In accordance with the general trend of integrating artificial intelligence into almost every fieldresearchers and politicians are increasingly using AI models trained on scientific data to infer answers to scientific questions. But can AI ultimately replace scientists?
The Trump administration signed an executive order on November 24, 2025 announcing the Genesis missionan initiative aimed at building and training a series of AI Agents on federal science datasets “to test new hypotheses, automate research workflows, and accelerate scientific breakthroughs.”
Although AI can contribute to tasks that are part of the scientific process, it is still far from automating science – and may never get there. As a philosopher who studies both the history and conceptual foundations of science, I see several problems with the idea that AI systems can “do science” without, or even better than, humans.

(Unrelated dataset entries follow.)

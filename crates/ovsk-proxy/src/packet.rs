//! Decoding of punted frames
//!
//! Only untagged Ethernet II carrying IPv4 without options and a TCP or UDP
//! header is accepted; everything else is reported as a decode error.

use etherparse::{EtherType, Ethernet2Header, IpNumber, Ipv4Header, TcpHeader, UdpHeader};
use ovsk_core::{MacAddr, Protocol};
use std::net::Ipv4Addr;

use crate::error::{ProxyError, Result};

/// Addressing of a punted TCP/UDP packet
#[derive(Debug, Clone, Copy, PartialEq, Eq)]
pub struct L4Packet {
    pub src_mac: MacAddr,
    pub dst_mac: MacAddr,
    pub src_ip: Ipv4Addr,
    pub dst_ip: Ipv4Addr,
    pub protocol: Protocol,
    pub src_port: u16,
    pub dst_port: u16,
}

pub fn decode(frame: &[u8]) -> Result<L4Packet> {
    let (eth, rest) = Ethernet2Header::from_slice(frame).map_err(ProxyError::packet)?;
    if eth.ether_type != EtherType::IPV4 {
        return Err(ProxyError::packet(format!(
            "ether type {:#06x} is not IPv4",
            eth.ether_type.0
        )));
    }

    let (ip, rest) = Ipv4Header::from_slice(rest).map_err(ProxyError::packet)?;
    if !ip.options.as_slice().is_empty() {
        return Err(ProxyError::packet("IPv4 options are not supported"));
    }
    if ip.fragment_offset.value() != 0 {
        return Err(ProxyError::packet("non-initial IPv4 fragment"));
    }

    let (protocol, src_port, dst_port) = match ip.protocol {
        IpNumber::TCP => {
            let (tcp, _) = TcpHeader::from_slice(rest).map_err(ProxyError::packet)?;
            (Protocol::Tcp, tcp.source_port, tcp.destination_port)
        }
        IpNumber::UDP => {
            let (udp, _) = UdpHeader::from_slice(rest).map_err(ProxyError::packet)?;
            (Protocol::Udp, udp.source_port, udp.destination_port)
        }
        other => {
            return Err(ProxyError::packet(format!(
                "IP protocol {} is not TCP or UDP",
                other.0
            )))
        }
    };

    Ok(L4Packet {
        src_mac: MacAddr::new(eth.source),
        dst_mac: MacAddr::new(eth.destination),
        src_ip: Ipv4Addr::from(ip.source),
        dst_ip: Ipv4Addr::from(ip.destination),
        protocol,
        src_port,
        dst_port,
    })
}

#[cfg(test)]
mod tests {
    use super::*;
    use etherparse::PacketBuilder;
    use ovsk_test_utils::packets::{tcp_frame, udp_frame, FrameSpec};

    fn spec() -> FrameSpec {
        FrameSpec::new(
            (Ipv4Addr::new(10, 0, 0, 5), 12345),
            (Ipv4Addr::new(10, 0, 0, 1), 80),
        )
    }

    #[test]
    fn test_decode_tcp() {
        let pkt = decode(&tcp_frame(spec(), b"GET /")).unwrap();
        assert_eq!(pkt.protocol, Protocol::Tcp);
        assert_eq!(pkt.src_ip, Ipv4Addr::new(10, 0, 0, 5));
        assert_eq!(pkt.dst_ip, Ipv4Addr::new(10, 0, 0, 1));
        assert_eq!((pkt.src_port, pkt.dst_port), (12345, 80));
        assert_eq!(pkt.src_mac, MacAddr::new(spec().src_mac));
    }

    #[test]
    fn test_decode_udp() {
        let pkt = decode(&udp_frame(spec(), &[0; 12])).unwrap();
        assert_eq!(pkt.protocol, Protocol::Udp);
        assert_eq!(pkt.dst_port, 80);
    }

    #[test]
    fn test_truncated_frames_are_rejected() {
        let frame = tcp_frame(spec(), b"");
        assert!(decode(&frame[..10]).is_err());
        // Ethernet + IPv4 but the TCP header is cut short
        assert!(decode(&frame[..14 + 20 + 8]).is_err());
    }

    #[test]
    fn test_ip_options_are_rejected() {
        let mut frame = tcp_frame(spec(), b"");
        // Bump IHL to 6 and splice in one 4-byte NOP option word
        frame[14] = 0x46;
        frame.splice(14 + 20..14 + 20, [1u8, 1, 1, 0]);
        assert!(matches!(decode(&frame), Err(ProxyError::Packet(_))));
    }

    #[test]
    fn test_non_ip_is_rejected() {
        let builder = PacketBuilder::ethernet2([1; 6], [2; 6])
            .ipv6([0; 16], [1; 16], 64)
            .udp(1, 2);
        let mut frame = Vec::new();
        builder.write(&mut frame, &[]).unwrap();
        assert!(decode(&frame).is_err());
    }
}
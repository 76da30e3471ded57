//! The proxy's two-table flow program
//!
//! Table 0 (service table) punts service traffic to the controller, sends
//! traffic for remote endpoints into tunnels, and carries the reactive
//! per-connection flows. Anything else falls through to table 1 (pod table),
//! which delivers to local pods and otherwise does L2 switching.

use ovsk_core::{MacAddr, Protocol};
use std::net::Ipv4Addr;

use crate::consts::ETH_TYPE_ARP;
use crate::controller::SwitchHandle;
use crate::error::Result;
use crate::flow::{Action, Flow, FlowMatch, SetField};

pub const SERVICE_TABLE: u8 = 0;
pub const POD_TABLE: u8 = 1;

// ============================================================================
// Priorities
// ============================================================================
pub const DEFAULT_PRIORITY: u16 = 0;
pub const PUNT_PRIORITY: u16 = 10;
pub const TUNNEL_PRIORITY: u16 = 20;
pub const POD_PRIORITY: u16 = 50;
pub const SERVICE_PRIORITY: u16 = 100;

/// Reactive service flows expire after this many idle seconds
pub const SERVICE_IDLE_TIMEOUT: u16 = 15;

/// Table-miss entries of both tables
pub fn base_flows() -> Vec<Flow> {
    vec![
        Flow::new(SERVICE_TABLE, DEFAULT_PRIORITY).goto_table(POD_TABLE),
        Flow::new(POD_TABLE, DEFAULT_PRIORITY).apply(vec![Action::normal()]),
    ]
}

pub fn install_pipeline(switch: &SwitchHandle) -> Result<()> {
    for flow in base_flows() {
        switch.install_flow(flow)?;
    }
    Ok(())
}

/// ARP by MAC and IPv4 by address, both delivered to the pod's port
pub fn pod_flows(of_port: u32, mac: MacAddr, ip: Ipv4Addr) -> Vec<Flow> {
    vec![
        Flow::new(POD_TABLE, POD_PRIORITY)
            .matching(FlowMatch::new().eth_type(ETH_TYPE_ARP).eth_dst(mac))
            .apply(vec![Action::output(of_port)]),
        Flow::new(POD_TABLE, POD_PRIORITY)
            .matching(FlowMatch::new().ipv4_dst(ip))
            .apply(vec![
                Action::set_field(SetField::EthDst(mac)),
                Action::output(of_port),
            ]),
    ]
}

fn match_dst(m: FlowMatch, protocol: Protocol, port: u16) -> FlowMatch {
    match protocol {
        Protocol::Tcp => m.tcp_dst(port),
        Protocol::Udp => m.udp_dst(port),
        Protocol::Sctp => m.ip_proto(protocol.ip_proto()),
    }
}

fn match_src(m: FlowMatch, protocol: Protocol, port: u16) -> FlowMatch {
    match protocol {
        Protocol::Tcp => m.tcp_src(port),
        Protocol::Udp => m.udp_src(port),
        Protocol::Sctp => m.ip_proto(protocol.ip_proto()),
    }
}

fn set_dst(protocol: Protocol, port: u16) -> Option<Action> {
    match protocol {
        Protocol::Tcp => Some(Action::set_field(SetField::TcpDst(port))),
        Protocol::Udp => Some(Action::set_field(SetField::UdpDst(port))),
        Protocol::Sctp => None,
    }
}

fn set_src(protocol: Protocol, port: u16) -> Option<Action> {
    match protocol {
        Protocol::Tcp => Some(Action::set_field(SetField::TcpSrc(port))),
        Protocol::Udp => Some(Action::set_field(SetField::UdpSrc(port))),
        Protocol::Sctp => None,
    }
}

/// Send new connections to `ip:port` to the controller
pub fn punt_flow(ip: Ipv4Addr, protocol: Protocol, port: u16) -> Flow {
    Flow::new(SERVICE_TABLE, PUNT_PRIORITY)
        .matching(match_dst(FlowMatch::new().ipv4_dst(ip), protocol, port))
        .apply(vec![Action::controller()])
}

/// Send traffic for `ip:port` to the node hosting the endpoint
pub fn tunnel_flow(ip: Ipv4Addr, protocol: Protocol, port: u16, tunnel_port: u32) -> Flow {
    Flow::new(SERVICE_TABLE, TUNNEL_PRIORITY)
        .matching(match_dst(FlowMatch::new().ipv4_dst(ip), protocol, port))
        .apply(vec![Action::output(tunnel_port)])
}

/// One observed client connection to a service, resolved to a backing pod
#[derive(Debug, Clone, PartialEq, Eq)]
pub struct ServiceConnection {
    pub protocol: Protocol,
    pub client_ip: Ipv4Addr,
    pub client_port: u16,
    /// Switch port the client's traffic enters on
    pub client_of_port: u32,
    /// Rewritten into replies when the client is reached through the service address
    pub client_mac: Option<MacAddr>,
    pub service_ip: Ipv4Addr,
    pub service_port: u16,
    pub pod_ip: Ipv4Addr,
    pub pod_mac: MacAddr,
    pub target_port: u16,
    pub pod_of_port: u32,
}

/// Forward (client to pod) and reverse (pod to client) NAT flows
pub fn service_flows(conn: &ServiceConnection) -> Vec<Flow> {
    let forward_match = match_src(
        match_dst(
            FlowMatch::new().ipv4_src(conn.client_ip).ipv4_dst(conn.service_ip),
            conn.protocol,
            conn.service_port,
        ),
        conn.protocol,
        conn.client_port,
    );
    let mut forward_actions: Vec<Action> = set_dst(conn.protocol, conn.target_port)
        .into_iter()
        .collect();
    forward_actions.push(Action::set_field(SetField::Ipv4Dst(conn.pod_ip)));
    forward_actions.push(Action::set_field(SetField::EthDst(conn.pod_mac)));
    forward_actions.push(Action::output(conn.pod_of_port));

    let reverse_match = match_dst(
        match_src(
            FlowMatch::new().ipv4_src(conn.pod_ip).ipv4_dst(conn.client_ip),
            conn.protocol,
            conn.target_port,
        ),
        conn.protocol,
        conn.client_port,
    );
    let mut reverse_actions: Vec<Action> = set_src(conn.protocol, conn.service_port)
        .into_iter()
        .collect();
    reverse_actions.push(Action::set_field(SetField::Ipv4Src(conn.service_ip)));
    if let Some(mac) = conn.client_mac {
        reverse_actions.push(Action::set_field(SetField::EthDst(mac)));
    }
    reverse_actions.push(Action::output(conn.client_of_port));

    vec![
        Flow::new(SERVICE_TABLE, SERVICE_PRIORITY)
            .idle_timeout(SERVICE_IDLE_TIMEOUT)
            .matching(forward_match)
            .apply(forward_actions),
        Flow::new(SERVICE_TABLE, SERVICE_PRIORITY)
            .idle_timeout(SERVICE_IDLE_TIMEOUT)
            .matching(reverse_match)
            .apply(reverse_actions),
    ]
}

#[cfg(test)]
mod tests {
    use super::*;
    use crate::consts::*;
    use crate::flow::Instruction;
    use crate::message::Message;
    use pretty_assertions::assert_eq;

    fn connection() -> ServiceConnection {
        ServiceConnection {
            protocol: Protocol::Tcp,
            client_ip: Ipv4Addr::new(10, 0, 0, 5),
            client_port: 12345,
            client_of_port: 7,
            client_mac: None,
            service_ip: Ipv4Addr::new(10, 0, 0, 1),
            service_port: 80,
            pod_ip: Ipv4Addr::new(10, 244, 0, 7),
            pod_mac: MacAddr::new([0x0a, 0x58, 0x0a, 0xf4, 0x00, 0x07]),
            target_port: 8080,
            pod_of_port: 3,
        }
    }

    #[test]
    fn test_install_pipeline_sends_table_miss_flows() {
        let (switch, mut rx) = SwitchHandle::detached(1);
        install_pipeline(&switch).unwrap();

        let mut flows = Vec::new();
        while let Ok(out) = rx.try_recv() {
            match out.message {
                Message::FlowMod(fm) => flows.push(fm.flow),
                other => panic!("unexpected {other:?}"),
            }
        }
        assert_eq!(flows, base_flows());
        assert_eq!(flows[0].instructions, vec![Instruction::GotoTable(POD_TABLE)]);
        assert_eq!(flows[1].output_port(), Some(OFPP_NORMAL));
        assert!(flows.iter().all(|f| f.match_.is_wildcard() && f.priority == 0));
    }

    #[test]
    fn test_punt_flow() {
        let flow = punt_flow(Ipv4Addr::new(10, 0, 0, 1), Protocol::Tcp, 80);
        assert_eq!((flow.table_id, flow.priority), (SERVICE_TABLE, PUNT_PRIORITY));
        assert_eq!(
            flow.match_,
            FlowMatch::new().ipv4_dst(Ipv4Addr::new(10, 0, 0, 1)).tcp_dst(80)
        );
        assert_eq!(flow.output_port(), Some(OFPP_CONTROLLER));
        assert_eq!(flow.idle_timeout, 0);
    }

    #[test]
    fn test_udp_tunnel_flow() {
        let flow = tunnel_flow(Ipv4Addr::new(10, 0, 0, 2), Protocol::Udp, 53, 9);
        assert_eq!(flow.priority, TUNNEL_PRIORITY);
        assert_eq!(flow.match_.udp_dst, Some(53));
        assert_eq!(flow.match_.ip_proto, Some(IP_PROTO_UDP));
        assert_eq!(flow.output_port(), Some(9));
    }

    #[test]
    fn test_pod_flows() {
        let mac = MacAddr::new([0x0a, 0x58, 0, 0, 0, 7]);
        let flows = pod_flows(3, mac, Ipv4Addr::new(10, 244, 0, 7));
        assert_eq!(flows.len(), 2);
        assert_eq!(flows[0].match_.eth_type, Some(ETH_TYPE_ARP));
        assert_eq!(flows[0].match_.eth_dst, Some(mac));
        assert_eq!(
            flows[1].actions().cloned().collect::<Vec<_>>(),
            vec![Action::set_field(SetField::EthDst(mac)), Action::output(3)]
        );
        assert!(flows.iter().all(|f| f.table_id == POD_TABLE && f.priority == POD_PRIORITY));
    }

    #[test]
    fn test_service_flows_mirror_each_other() {
        let conn = connection();
        let flows = service_flows(&conn);
        assert_eq!(flows.len(), 2);
        let (forward, reverse) = (&flows[0], &flows[1]);

        assert_eq!(
            forward.match_,
            FlowMatch::new()
                .ipv4_src(conn.client_ip)
                .ipv4_dst(conn.service_ip)
                .tcp_src(12345)
                .tcp_dst(80)
        );
        assert_eq!(
            forward.actions().cloned().collect::<Vec<_>>(),
            vec![
                Action::set_field(SetField::TcpDst(8080)),
                Action::set_field(SetField::Ipv4Dst(conn.pod_ip)),
                Action::set_field(SetField::EthDst(conn.pod_mac)),
                Action::output(3),
            ]
        );

        assert_eq!(
            reverse.match_,
            FlowMatch::new()
                .ipv4_src(conn.pod_ip)
                .ipv4_dst(conn.client_ip)
                .tcp_src(8080)
                .tcp_dst(12345)
        );
        assert_eq!(
            reverse.actions().cloned().collect::<Vec<_>>(),
            vec![
                Action::set_field(SetField::TcpSrc(80)),
                Action::set_field(SetField::Ipv4Src(conn.service_ip)),
                Action::output(7),
            ]
        );

        for flow in &flows {
            assert_eq!(flow.table_id, SERVICE_TABLE);
            assert_eq!(flow.priority, SERVICE_PRIORITY);
            assert_eq!(flow.idle_timeout, SERVICE_IDLE_TIMEOUT);
        }
    }

    #[test]
    fn test_reverse_flow_rewrites_captured_mac() {
        let mac = MacAddr::new([2, 0, 0, 0, 0, 1]);
        let conn = ServiceConnection {
            client_mac: Some(mac),
            ..connection()
        };
        let reverse = &service_flows(&conn)[1];
        assert!(reverse
            .actions()
            .any(|a| *a == Action::set_field(SetField::EthDst(mac))));
    }
}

AI models can only learn from human scientists
AI models do not learn directly from the real world: they must be “tells” what the world is like by their human designers. Without the human scientists overseeing the construction of the digital “world” in which the model operates – that is, the data sets used to train and test its algorithms – the advances facilitated by AI would not be possible.
Consider the AlphaFold AI model. Its developers received the award Nobel Prize in Chemistry 2024 for the model’s ability to infer protein structure in human cells. Since many biological functions depend on proteins, the ability to rapidly generate protein structures for testing via simulations could potentially accelerate drug design, track disease development, and advance other areas of biomedical research.
As convenient as it may be, an AI system like AlphaFold alone does not provide new insights into proteins, diseases, or more effective drugs. This simply allows existing information to be analyzed more efficiently.
As philosopher Emily Sullivan said, to succeed as scientific tools, AI models must maintain a strong empirical link to already established knowledge. In other words, the predictions made by a model must be based on what researchers already know about the natural world. The strength of this link depends on how much knowledge is already available on a given topic and how well the model’s programmers translate highly technical scientific concepts and logical principles into code.
AlphaFold would not have succeeded without the existing body of human-generated knowledge about protein structures that the developers used to train the model. And without human scientists to provide a theoretical and methodological knowledge base, nothing AlphaFold creates would constitute scientific progress.
Science is an exclusively human enterprise
But the role of scientists in the process of scientific discovery and experimentation goes beyond ensuring that AI models are properly designed and grounded in existing scientific knowledge. In a sense, science as creative success draws its legitimacy from human capabilitiesvalues and lifestyles. These, in turn, are rooted in the unique ways humans think, feel, and act.
Scientific discoveries are more than just theories supported by evidence: they are the product of generations of scientists with a variety of interests and perspectives, working together through a shared commitment to their craft and intellectual honesty. Scientific discoveries are never the product of a single visionary genius.

For example, when researchers first proposed double helix structure of DNAthere was no empirical test to verify this hypothesis – it relied on the reasoning skills of highly trained experts. It took nearly a century of technological advancement and several generations of scientists to go from what seemed like pure speculation in the late 1800s to a discovery honored by a 1953 paper. Nobel Prize.
In other words, science is a resolutely social companyin which ideas are discussed, interpretations are offered, and disagreements are not always overcome. As other philosophers of science have noted, scientists more like a tribe that ““passive recipients” of scientific information. Researchers do not accumulate scientific knowledge by recording “facts”: they create scientific knowledge through competent practice, debate, and agreed-upon norms informed by social and political values.
AI is not a “scientist”
I believe the computing power of AI systems can be used to accelerate scientific progress, but only if done carefully.
With the active participation of the scientific community, ambitious projects like the Genesis mission could prove beneficial for scientists. Well-designed, rigorously trained AI tools would make the more mechanical parts of scientific research smoother and perhaps even faster. These tools would compile information about what has been done in the past so that they can more easily inform how to design future experiments, collect measurements and formulate theories.
But if the guiding vision for deploying AI models in science is to replace human scientists or automate the scientific process entirely, I think the project would only turn science into a caricature of itself. The very existence of science as an authoritative source of knowledge about the natural world depends fundamentally on human life: shared goals, experiences, and aspirations.
This edited article is republished from The conversation under Creative Commons license. Read the original article.